L’article 132-23 du Code pénal dispose que

« en cas de condamnation à une peine privative de liberté, non assortie du sursis, dont la durée est égale ou supérieure à dix ans, prononcée pour les infractions spécialement prévues par la loi, le condamné ne peut bénéficier, pendant une période de sûreté, des dispositions concernant la suspension ou le fractionnement de la peine, le placement à l’extérieur, les permissions de sortir, la semi-liberté et la libération conditionnelle ».

Le législateur dresse une liste d’infractions pour lesquelles la période de sûreté peut être prononcée de plein droit.

Le texte d’incrimination doit ainsi la prévoir.

Dans cette hypothèse, la période de sûreté est dite automatique. Ainsi, une période de sûreté automatique de plein droit sera prononcée en cas de condamnation à une peine privative de liberté, non assortie du sursis, dont la durée est égale ou supérieure à 10 ans [1].

Dans ces hypothèses, la juridiction n’a pas besoin de prononcer la période de sûreté, elle est de plein droit.

B. Durée.

En principe, la période de sûreté est égale à la moitié de la peine prononcée ou, s’il s’agit d’une condamnation à la réclusion criminelle à perpétuité, de 18 ans.

Toutefois, la juridiction peut, par décision spéciale, soit porter la période jusqu’aux deux tiers de la peine ou, s’il s’agit d’une condamnation à la réclusion criminelle à perpétuité, jusqu’à 22 ans, soit décider de réduire la période de sûreté.

Il existe également une période de sûreté plus sévère.

Dans le cas d’un assassinat, lorsque la victime est un mineur de 15 ans et que l’assassinat est précédé ou accompagné d’un viol, de tortures ou d’actes de barbarie ou lorsque l’assassinat de tortures ou d’actes de barbarie ou lorsque l’assassinat a été commis sur un magistrat, un fonctionnaire de la police nationale, un militaire de la gendarmerie, un membre du personnel de l’administration pénitentiaire ou toute autre personne dépositaire de l’autorité publique, à l’occasion de l’exercice ou en raison de ses fonctions, la cour d’assises peut, par décision spéciale, soit porter la période de sûreté jusqu’à 30 ans, soit, si elle prononce la réclusion criminelle à perpétuité, décider qu’aucun aménagement de peine ne pourra être accordée au condamné.

Il s’agit ni plus ni moins de la période de sûreté dite «  perpétuelle  ».

Ce mécanisme de période de sûreté « perpétuelle » est également prévu pour les infractions de terrorisme.

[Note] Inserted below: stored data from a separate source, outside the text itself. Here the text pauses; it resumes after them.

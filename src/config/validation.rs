//! Configuration validation.
//!
//! # Responsibilities
//! - Semantic validation (serde handles syntactic)
//! - Check that every merged vhost resolves to a `host:port` target
//! - Validate listener and metrics addresses
//!
//! # Design Decisions
//! - Returns all validation errors, not just first
//! - Validation is pure function: ProxyConfig → Result<(), Vec<ValidationError>>
//! - Runs before config is accepted into the system

use std::net::{IpAddr, SocketAddr};

use url::Url;

use crate::config::schema::ProxyConfig;
use crate::routing::{VhostError, VhostTable};

/// A single semantic problem in the configuration.
#[derive(Debug, thiserror::Error)]
pub enum ValidationError {
    #[error("invalid vhost declaration: {0}")]
    Vhost(#[from] VhostError),

    #[error("vhost '{pattern}' has invalid target '{target}': {reason}")]
    InvalidTarget {
        pattern: String,
        target: String,
        reason: String,
    },

    #[error("invalid listener bind address '{0}'")]
    BindAddress(String),

    #[error("invalid metrics address '{0}'")]
    MetricsAddress(String),
}

/// Validate a parsed configuration.
pub fn validate_config(config: &ProxyConfig) -> Result<(), Vec<ValidationError>> {
    let mut errors = Vec::new();

    match VhostTable::from_config(config) {
        Ok(table) => {
            for entry in table.iter() {
                if let Err(reason) = check_target(&entry.target) {
                    errors.push(ValidationError::InvalidTarget {
                        pattern: entry.pattern.clone(),
                        target: entry.target.clone(),
                        reason,
                    });
                }
            }
        }
        Err(e) => errors.push(e.into()),
    }

    if config.listener.bind_address.parse::<IpAddr>().is_err() {
        errors.push(ValidationError::BindAddress(config.listener.bind_address.clone()));
    }

    if config.observability.metrics_enabled
        && config.observability.metrics_address.parse::<SocketAddr>().is_err()
    {
        errors.push(ValidationError::MetricsAddress(
            config.observability.metrics_address.clone(),
        ));
    }

    if errors.is_empty() {
        Ok(())
    } else {
        Err(errors)
    }
}

/// A target must be a bare `host:port` with an explicit numeric port.
fn check_target(target: &str) -> Result<(), String> {
    let (_, port) = target.rsplit_once(':').ok_or("missing port")?;
    port.parse::<u16>()
        .map_err(|_| format!("invalid port '{port}'"))?;

    let url = Url::parse(&format!("http://{target}")).map_err(|e| e.to_string())?;
    if url.host_str().is_none()
        || url.path() != "/"
        || url.query().is_some()
        || !url.username().is_empty()
    {
        return Err("expected host:port".to_string());
    }
    Ok(())
}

II. La période de sûreté facultative.

L’alinéa 3 de l’article 123-3 du Code pénal, prévoit une période de sûreté facultative.

C’est ainsi le cas lorsque la loi ne prévoit pas de période de sûreté automatique mais que la peine d’emprisonnement ou de réclusion criminelle prononcée est d’une durée supérieure à 5 ans, non assortie du sursis, la juridiction peut d’elle-même et quelle que soit l’infraction, décider d’ordonner une période de sûreté.

Dans ces conditions, la durée ne peut alors excéder les deux tiers de la peine prononcée ou 22 ans en cas de condamnation à la réclusion criminelle à perpétuité.

Dans ce dernier cas, la juridiction n’a pas à motiver sa décision de prononcer une peine de sûreté facultative.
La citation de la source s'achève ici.